## Task description
The required answer is an exact copy of every entry underneath.

## Record excerpts
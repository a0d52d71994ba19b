use std::{fmt::Display, str::FromStr};

use bevy_reflect::Reflect;
use geo::{Coord, Point};
use once_cell::sync::Lazy;
use regex::Regex;
use serde::{Deserialize, Serialize};
use thiserror::Error;

const MILLIS_PER_SECOND: u32 = 1_000;
const MILLIS_PER_MINUTE: u32 = 60 * MILLIS_PER_SECOND;

static DMS_RE: Lazy<Regex> =
    Lazy::new(|| Regex::new(r"^([NSEW])(\d{1,3})\.(\d{1,2})\.(\d{1,2})(?:\.(\d{1,3}))?$").unwrap());

#[derive(Error, Debug, PartialEq)]
pub enum DmsError {
    #[error("cannot convert non-finite value {0}")]
    NonFinite(f64),
    #[error("{value} is out of range for {axis}")]
    OutOfRange { value: f64, axis: Axis },
    #[error("invalid coordinate string: {0:?}")]
    Invalid(String),
}

#[derive(Clone, Copy, Debug, Reflect, Serialize, Deserialize, PartialEq, Eq, Hash)]
pub enum Axis {
    Latitude,
    Longitude,
}

impl Axis {
    fn limit(self) -> f64 {
        match self {
            Axis::Latitude => 90.0,
            Axis::Longitude => 180.0,
        }
    }

    fn hemisphere(self, negative: bool) -> Hemisphere {
        match (self, negative) {
            (Axis::Latitude, false) => Hemisphere::North,
            (Axis::Latitude, true) => Hemisphere::South,
            (Axis::Longitude, false) => Hemisphere::East,
            (Axis::Longitude, true) => Hemisphere::West,
        }
    }
}

impl Display for Axis {
    fn fmt(&self, f: &mut std::fmt::Formatter<'_>) -> std::fmt::Result {
        f.write_str(match self {
            Axis::Latitude => "latitude",
            Axis::Longitude => "longitude",
        })
    }
}

#[derive(Clone, Copy, Debug, Reflect, Serialize, Deserialize, PartialEq, Eq, Hash)]
pub enum Hemisphere {
    North,
    South,
    East,
    West,
}

impl Hemisphere {
    pub fn axis(self) -> Axis {
        match self {
            Hemisphere::North | Hemisphere::South => Axis::Latitude,
            Hemisphere::East | Hemisphere::West => Axis::Longitude,
        }
    }

    pub fn sign(self) -> f64 {
        match self {
            Hemisphere::North | Hemisphere::East => 1.0,
            Hemisphere::South | Hemisphere::West => -1.0,
        }
    }

    fn from_letter(letter: &str) -> Option<Self> {
        match letter {
            "N" => Some(Hemisphere::North),
            "S" => Some(Hemisphere::South),
            "E" => Some(Hemisphere::East),
            "W" => Some(Hemisphere::West),
            _ => None,
        }
    }
}

impl Display for Hemisphere {
    fn fmt(&self, f: &mut std::fmt::Formatter<'_>) -> std::fmt::Result {
        f.write_str(match self {
            Hemisphere::North => "N",
            Hemisphere::South => "S",
            Hemisphere::East => "E",
            Hemisphere::West => "W",
        })
    }
}

/// A sexagesimal coordinate component with the seconds held in whole
/// thousandths, so the rendered `SS.sss` field can never read `60.000`.
#[derive(Clone, Copy, Debug, Serialize, Deserialize, PartialEq, Eq, Hash)]
pub struct DegMinSec {
    pub hemisphere: Hemisphere,
    pub degrees: u16,
    pub minutes: u8,
    pub millis: u16,
}

impl DegMinSec {
    /// Degrees and minutes are truncated, seconds are rounded to three
    /// decimals and a rounded-up `60.000` is carried into the minutes (and
    /// from there into the degrees).
    pub fn from_decimal(value: f64, axis: Axis) -> Result<Self, DmsError> {
        if !value.is_finite() {
            return Err(DmsError::NonFinite(value));
        }
        let abs = value.abs();
        if abs > axis.limit() {
            return Err(DmsError::OutOfRange { value, axis });
        }

        let degrees = abs.trunc();
        let minutes = ((abs - degrees) * 60.0).trunc();
        let millis = (((abs - degrees) * 60.0 - minutes) * 60_000.0).round();

        Ok(Self::carried(
            axis.hemisphere(value < 0.0),
            degrees as u32,
            minutes as u32,
            millis as u32,
        ))
    }

    fn carried(hemisphere: Hemisphere, degrees: u32, minutes: u32, millis: u32) -> Self {
        let minutes = minutes + millis / MILLIS_PER_MINUTE;
        let millis = millis % MILLIS_PER_MINUTE;
        let degrees = degrees + minutes / 60;
        let minutes = minutes % 60;

        Self {
            hemisphere,
            degrees: degrees as u16,
            minutes: minutes as u8,
            millis: millis as u16,
        }
    }

    pub fn seconds(&self) -> f64 {
        f64::from(self.millis) / f64::from(MILLIS_PER_SECOND)
    }

    pub fn to_decimal(&self) -> f64 {
        self.hemisphere.sign()
            * (f64::from(self.degrees) + f64::from(self.minutes) / 60.0 + self.seconds() / 3600.0)
    }

}

impl Display for DegMinSec {
    fn fmt(&self, f: &mut std::fmt::Formatter<'_>) -> std::fmt::Result {
        write!(
            f,
            "{}{:03}.{:02}.{:02}.{:03}",
            self.hemisphere,
            self.degrees,
            self.minutes,
            u32::from(self.millis) / MILLIS_PER_SECOND,
            u32::from(self.millis) % MILLIS_PER_SECOND,
        )
    }
}

impl FromStr for DegMinSec {
    type Err = DmsError;

    fn from_str(s: &str) -> Result<Self, Self::Err> {
        let invalid = || DmsError::Invalid(s.to_string());
        let captures = DMS_RE.captures(s.trim()).ok_or_else(invalid)?;
        let hemisphere = Hemisphere::from_letter(&captures[1]).ok_or_else(invalid)?;
        let degrees: u16 = captures[2].parse().map_err(|_| invalid())?;
        let minutes: u8 = captures[3].parse().map_err(|_| invalid())?;
        let seconds: u16 = captures[4].parse().map_err(|_| invalid())?;
        // "5" is half a second, not five thousandths
        let fraction: u16 = captures.get(5).map_or(Ok(0), |fraction| {
            format!("{:0<3}", fraction.as_str())
                .parse()
                .map_err(|_| invalid())
        })?;
        if minutes >= 60 || seconds >= 60 || f64::from(degrees) > hemisphere.axis().limit() {
            return Err(invalid());
        }

        Ok(Self {
            hemisphere,
            degrees,
            minutes,
            millis: seconds * 1_000 + fraction,
        })
    }
}

pub trait DegMinSecExt {
    fn from_deg_min_sec(lat: DegMinSec, lng: DegMinSec) -> Self;
    fn lat_dms(&self) -> Result<DegMinSec, DmsError>;
    fn lng_dms(&self) -> Result<DegMinSec, DmsError>;
    fn deg_min_sec_fmt(&self) -> Result<String, DmsError> {
        Ok(format!("{} {}", self.lat_dms()?, self.lng_dms()?))
    }
}

impl DegMinSecExt for Coord {
    fn from_deg_min_sec(lat: DegMinSec, lng: DegMinSec) -> Self {
        Self {
            y: lat.to_decimal(),
            x: lng.to_decimal(),
        }
    }

    fn lat_dms(&self) -> Result<DegMinSec, DmsError> {
        DegMinSec::from_decimal(self.y, Axis::Latitude)
    }

    fn lng_dms(&self) -> Result<DegMinSec, DmsError> {
        DegMinSec::from_decimal(self.x, Axis::Longitude)
    }
}

impl DegMinSecExt for Point {
    fn from_deg_min_sec(lat: DegMinSec, lng: DegMinSec) -> Self {
        Coord::from_deg_min_sec(lat, lng).into()
    }

    fn lat_dms(&self) -> Result<DegMinSec, DmsError> {
        self.0.lat_dms()
    }

    fn lng_dms(&self) -> Result<DegMinSec, DmsError> {
        self.0.lng_dms()
    }
}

## Answer section
repository a0d52d71994ba19b
use std::{fmt::Display, str::FromStr};

use bevy_reflect::Reflect;
use geo::{Coord, Point};
use once_cell::sync::Lazy;
use regex::Regex;
use serde::{Deserialize, Serialize};
use thiserror::Error;

const MILLIS_PER_SECOND: u32 = 1_000;
const MILLIS_PER_MINUTE: u32 = 60 * MILLIS_PER_SECOND;

static DMS_RE: Lazy<Regex> =
    Lazy::new(|| Regex::new(r"^([NSEW])(\d{1,3})\.(\d{1,2})\.(\d{1,2})(?:\.(\d{1,3}))?$").unwrap());

#[derive(Error, Debug, PartialEq)]
pub enum DmsError {
    #[error("cannot convert non-finite value {0}")]
    NonFinite(f64),
    #[error("{value} is out of range for {axis}")]
    OutOfRange { value: f64, axis: Axis },
    #[error("invalid coordinate string: {0:?}")]
    Invalid(String),
}

#[derive(Clone, Copy, Debug, Reflect, Serialize, Deserialize, PartialEq, Eq, Hash)]
pub enum Axis {
    Latitude,
    Longitude,
}

impl Axis {
    fn limit(self) -> f64 {
        match self {
            Axis::Latitude => 90.0,
            Axis::Longitude => 180.0,
        }
    }

    fn hemisphere(self, negative: bool) -> Hemisphere {
        match (self, negative) {
            (Axis::Latitude, false) => Hemisphere::North,
            (Axis::Latitude, true) => Hemisphere::South,
            (Axis::Longitude, false) => Hemisphere::East,
            (Axis::Longitude, true) => Hemisphere::West,
        }
    }
}

impl Display for Axis {
    fn fmt(&self, f: &mut std::fmt::Formatter<'_>) -> std::fmt::Result {
        f.write_str(match self {
            Axis::Latitude => "latitude",
            Axis::Longitude => "longitude",
        })
    }
}

#[derive(Clone, Copy, Debug, Reflect, Serialize, Deserialize, PartialEq, Eq, Hash)]
pub enum Hemisphere {
    North,
    South,
    East,
    West,
}

impl Hemisphere {
    pub fn axis(self) -> Axis {
        match self {
            Hemisphere::North | Hemisphere::South => Axis::Latitude,
            Hemisphere::East | Hemisphere::West => Axis::Longitude,
        }
    }

    pub fn sign(self) -> f64 {
        match self {
            Hemisphere::North | Hemisphere::East => 1.0,
            Hemisphere::South | Hemisphere::West => -1.0,
        }
    }

    fn from_letter(letter: &str) -> Option<Self> {
        match letter {
            "N" => Some(Hemisphere::North),
            "S" => Some(Hemisphere::South),
            "E" => Some(Hemisphere::East),
            "W" => Some(Hemisphere::West),
            _ => None,
        }
    }
}

impl Display for Hemisphere {
    fn fmt(&self, f: &mut std::fmt::Formatter<'_>) -> std::fmt::Result {
        f.write_str(match self {
            Hemisphere::North => "N",
            Hemisphere::South => "S",
            Hemisphere::East => "E",
            Hemisphere::West => "W",
        })
    }
}

/// A sexagesimal coordinate component with the seconds held in whole
/// thousandths, so the rendered `SS.sss` field can never read `60.000`.
#[derive(Clone, Copy, Debug, Serialize, Deserialize, PartialEq, Eq, Hash)]
pub struct DegMinSec {
    pub hemisphere: Hemisphere,
    pub degrees: u16,
    pub minutes: u8,
    pub millis: u16,
}

impl DegMinSec {
    /// Degrees and minutes are truncated, seconds are rounded to three
    /// decimals and a rounded-up `60.000` is carried into the minutes (and
    /// from there into the degrees).
    pub fn from_decimal(value: f64, axis: Axis) -> Result<Self, DmsError> {
        if !value.is_finite() {
            return Err(DmsError::NonFinite(value));
        }
        let abs = value.abs();
        if abs > axis.limit() {
            return Err(DmsError::OutOfRange { value, axis });
        }

        let degrees = abs.trunc();
        let minutes = ((abs - degrees) * 60.0).trunc();
        let millis = (((abs - degrees) * 60.0 - minutes) * 60_000.0).round();

        Ok(Self::carried(
            axis.hemisphere(value < 0.0),
            degrees as u32,
            minutes as u32,
            millis as u32,
        ))
    }

    fn carried(hemisphere: Hemisphere, degrees: u32, minutes: u32, millis: u32) -> Self {
        let minutes = minutes + millis / MILLIS_PER_MINUTE;
        let millis = millis % MILLIS_PER_MINUTE;
        let degrees = degrees + minutes / 60;
        let minutes = minutes % 60;

        Self {
            hemisphere,
            degrees: degrees as u16,
            minutes: minutes as u8,
            millis: millis as u16,
        }
    }

    pub fn seconds(&self) -> f64 {
        f64::from(self.millis) / f64::from(MILLIS_PER_SECOND)
    }

    pub fn to_decimal(&self) -> f64 {
        self.hemisphere.sign()
            * (f64::from(self.degrees) + f64::from(self.minutes) / 60.0 + self.seconds() / 3600.0)
    }

}

impl Display for DegMinSec {
    fn fmt(&self, f: &mut std::fmt::Formatter<'_>) -> std::fmt::Result {
        write!(
            f,
            "{}{:03}.{:02}.{:02}.{:03}",
            self.hemisphere,
            self.degrees,
            self.minutes,
            u32::from(self.millis) / MILLIS_PER_SECOND,
            u32::from(self.millis) % MILLIS_PER_SECOND,
        )
    }
}

impl FromStr for DegMinSec {
    type Err = DmsError;

    fn from_str(s: &str) -> Result<Self, Self::Err> {
        let invalid = || DmsError::Invalid(s.to_string());
        let captures = DMS_RE.captures(s.trim()).ok_or_else(invalid)?;
        let hemisphere = Hemisphere::from_letter(&captures[1]).ok_or_else(invalid)?;
        let degrees: u16 = captures[2].parse().map_err(|_| invalid())?;
        let minutes: u8 = captures[3].parse().map_err(|_| invalid())?;
        let seconds: u16 = captures[4].parse().map_err(|_| invalid())?;
        // "5" is half a second, not five thousandths
        let fraction: u16 = captures.get(5).map_or(Ok(0), |fraction| {
            format!("{:0<3}", fraction.as_str())
                .parse()
                .map_err(|_| invalid())
        })?;
        if minutes >= 60 || seconds >= 60 || f64::from(degrees) > hemisphere.axis().limit() {
            return Err(invalid());
        }

        Ok(Self {
            hemisphere,
            degrees,
            minutes,
            millis: seconds * 1_000 + fraction,
        })
    }
}

pub trait DegMinSecExt {
    fn from_deg_min_sec(lat: DegMinSec, lng: DegMinSec) -> Self;
    fn lat_dms(&self) -> Result<DegMinSec, DmsError>;
    fn lng_dms(&self) -> Result<DegMinSec, DmsError>;
    fn deg_min_sec_fmt(&self) -> Result<String, DmsError> {
        Ok(format!("{} {}", self.lat_dms()?, self.lng_dms()?))
    }
}

impl DegMinSecExt for Coord {
    fn from_deg_min_sec(lat: DegMinSec, lng: DegMinSec) -> Self {
        Self {
            y: lat.to_decimal(),
            x: lng.to_decimal(),
        }
    }

    fn lat_dms(&self) -> Result<DegMinSec, DmsError> {
        DegMinSec::from_decimal(self.y, Axis::Latitude)
    }

    fn lng_dms(&self) -> Result<DegMinSec, DmsError> {
        DegMinSec::from_decimal(self.x, Axis::Longitude)
    }
}

impl DegMinSecExt for Point {
    fn from_deg_min_sec(lat: DegMinSec, lng: DegMinSec) -> Self {
        Coord::from_deg_min_sec(lat, lng).into()
    }

    fn lat_dms(&self) -> Result<DegMinSec, DmsError> {
        self.0.lat_dms()
    }

    fn lng_dms(&self) -> Result<DegMinSec, DmsError> {
        self.0.lng_dms()
    }
}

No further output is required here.